Visual Interpretation with Three-Dimensional Annotations (VITA): Three-Dimensional Image Interpretation Tool for Radiological Reporting

Abstract

This paper introduces a software framework called Visual Interpretation with Three-Dimensional Annotations (VITA) that is able to automatically generate three-dimensional (3D) visual summaries based on radiological annotations made during routine exam reporting. VITA summaries are in the form of rotating 3D volumes where radiological annotations are highlighted to place important clinical observations into a 3D context. The rendered volume is produced as a Digital Imaging and Communications in Medicine (DICOM) object and is automatically added to the study for archival in Picture Archiving and Communication System (PACS).
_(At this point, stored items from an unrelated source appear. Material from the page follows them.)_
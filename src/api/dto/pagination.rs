//! Pagination query parameters and response metadata.

use serde::{Deserialize, Serialize};

/// Default page size when none is requested.
const DEFAULT_PAGE_SIZE: i64 = 20;

/// Upper bound on requested page size.
const MAX_PAGE_SIZE: i64 = 100;

/// Query parameters for paginated list endpoints.
#[derive(Debug, Clone, Deserialize)]
pub struct PaginationQuery {
    pub page: Option<i64>,
    pub page_size: Option<i64>,
}

impl PaginationQuery {
    /// Returns `(page, page_size)` clamped to sane bounds.
    ///
    /// Pages are 1-indexed; out-of-range values fall back to defaults
    /// rather than erroring.
    pub fn sanitize(&self) -> (i64, i64) {
        let page = self.page.filter(|p| *p >= 1).unwrap_or(1);
        let page_size = self
            .page_size
            .filter(|s| (1..=MAX_PAGE_SIZE).contains(s))
            .unwrap_or(DEFAULT_PAGE_SIZE);

        (page, page_size)
    }
}

/// Pagination metadata included in list responses.
#[derive(Debug, Serialize, Deserialize)]
pub struct PaginationMeta {
    pub page: i64,
    pub page_size: i64,
    pub total: i64,
}

#[cfg(test)]
mod tests {
    use super::*;

    #[test]
    fn test_sanitize_defaults() {
        let query = PaginationQuery {
            page: None,
            page_size: None,
        };
        assert_eq!(query.sanitize(), (1, 20));
    }

    #[test]
    fn test_sanitize_clamps_invalid_values() {
        let query = PaginationQuery {
            page: Some(0),
            page_size: Some(500),
        };
        assert_eq!(query.sanitize(), (1, 20));

        let query = PaginationQuery {
            page: Some(-3),
            page_size: Some(0),
        };
        assert_eq!(query.sanitize(), (1, 20));
    }

    #[test]
    fn test_sanitize_passes_valid_values() {
        let query = PaginationQuery {
            page: Some(3),
            page_size: Some(50),
        };
        assert_eq!(query.sanitize(), (3, 50));
    }
}
#[cfg(test)]
mod tests {
    use super::*;
    use axum::extract::State;
    use axum::http::HeaderMap;
    use axum::response::{IntoResponse, Response};
    use axum::routing::{get, post};
    use axum::{Json, Router};
    use chrono::Utc;
    use std::sync::Arc;
    use std::sync::atomic::{AtomicUsize, Ordering};

    #[derive(Clone)]
    struct StubState {
        logins: Arc<AtomicUsize>,
    }

    /// Issues `token-1`, `token-2`, ... counting logins.
    async fn stub_token(State(st): State<StubState>) -> Json<TokenResponse> {
        let n = st.logins.fetch_add(1, Ordering::SeqCst) + 1;

        Json(TokenResponse {
            access_token: format!("token-{n}"),
            token_type: "bearer".to_string(),
            expires_in: 60,
        })
    }

    /// Accepts only the most recently issued token.
    async fn stub_user(State(st): State<StubState>, headers: HeaderMap) -> Response {
        let n = st.logins.load(Ordering::SeqCst);
        let expected = format!("Bearer token-{n}");

        let authorized = n > 0
            && headers
                .get("authorization")
                .and_then(|v| v.to_str().ok())
                .is_some_and(|v| v == expected);

        if authorized {
            Json(UserResponse {
                id: 1,
                username: "alice".to_string(),
                created_at: Utc::now(),
            })
            .into_response()
        } else {
            (
                StatusCode::UNAUTHORIZED,
                Json(json!({
                    "error": { "code": "unauthorized", "message": "Unauthorized", "details": {} }
                })),
            )
                .into_response()
        }
    }

    async fn spawn_stub() -> (String, Arc<AtomicUsize>) {
        let logins = Arc::new(AtomicUsize::new(0));

        let app = Router::new()
            .route("/v0/security/token", post(stub_token))
            .route("/v0/user", get(stub_user))
            .with_state(StubState {
                logins: logins.clone(),
            });

        let listener = tokio::net::TcpListener::bind("127.0.0.1:0").await.unwrap();
        let addr = listener.local_addr().unwrap();

        tokio::spawn(async move {
            axum::serve(listener, app).await.unwrap();
        });

        (format!("http://{addr}"), logins)
    }

    fn gateway(base: &str) -> RemoteGateway {
        RemoteGateway::new(base, "alice".to_string(), "password-1".to_string()).unwrap()
    }

    #[tokio::test]
    async fn test_logs_in_on_first_use() {
        let (base, logins) = spawn_stub().await;
        let gw = gateway(&base);

        let user = gw.show_user("alice").await.unwrap();

        assert_eq!(user.username, "alice");
        assert_eq!(logins.load(Ordering::SeqCst), 1);
    }

    #[tokio::test]
    async fn test_reuses_cached_token() {
        let (base, logins) = spawn_stub().await;
        let gw = gateway(&base);

        gw.show_user("alice").await.unwrap();
        gw.show_user("alice").await.unwrap();

        assert_eq!(logins.load(Ordering::SeqCst), 1);
    }

    #[tokio::test]
    async fn test_reauthenticates_once_on_401() {
        let (base, logins) = spawn_stub().await;
        let gw = gateway(&base);

        // Seed a token the server never issued.
        *gw.token.lock().await = Some("stale-token".to_string());

        let user = gw.show_user("alice").await.unwrap();

        assert_eq!(user.username, "alice");
        assert_eq!(logins.load(Ordering::SeqCst), 1);
    }

    #[tokio::test]
    async fn test_concurrent_401s_trigger_single_login() {
        let (base, logins) = spawn_stub().await;
        let gw = gateway(&base);

        *gw.token.lock().await = Some("stale-token".to_string());

        let (a, b) = tokio::join!(gw.show_user("alice"), gw.show_user("alice"));

        assert!(a.is_ok());
        assert!(b.is_ok());
        assert_eq!(logins.load(Ordering::SeqCst), 1);
    }

    #[tokio::test]
    async fn test_rejects_foreign_account() {
        let (base, logins) = spawn_stub().await;
        let gw = gateway(&base);

        let result = gw.show_user("bob").await;

        assert!(matches!(result, Err(AppError::Validation { .. })));
        // Rejected before any network traffic.
        assert_eq!(logins.load(Ordering::SeqCst), 0);
    }

    #[test]
    fn test_json_object_skips_absent_fields() {
        let body = json_object(&[
            ("url", Some(Value::String("https://example.com".to_string()))),
            ("response_status", None),
        ]);

        assert_eq!(body["url"], "https://example.com");
        assert!(body.get("response_status").is_none());
    }
}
In addition, a video summary (e.g., MPEG4) can be generated for sharing with patients and for situations where DICOM viewers are not readily available to referring physicians. The current version of VITA is compatible with ClearCanvas; however, VITA can work with any PACS workstation that has a structured annotation implementation (e.g., Extendible Markup Language, Health Level 7, Annotation and Image Markup) and is able to seamlessly integrate into the existing reporting workflow. In a survey with referring physicians, the vast majority strongly agreed that 3D visual summaries improve the communication of the radiologists' reports and aid communication with patients.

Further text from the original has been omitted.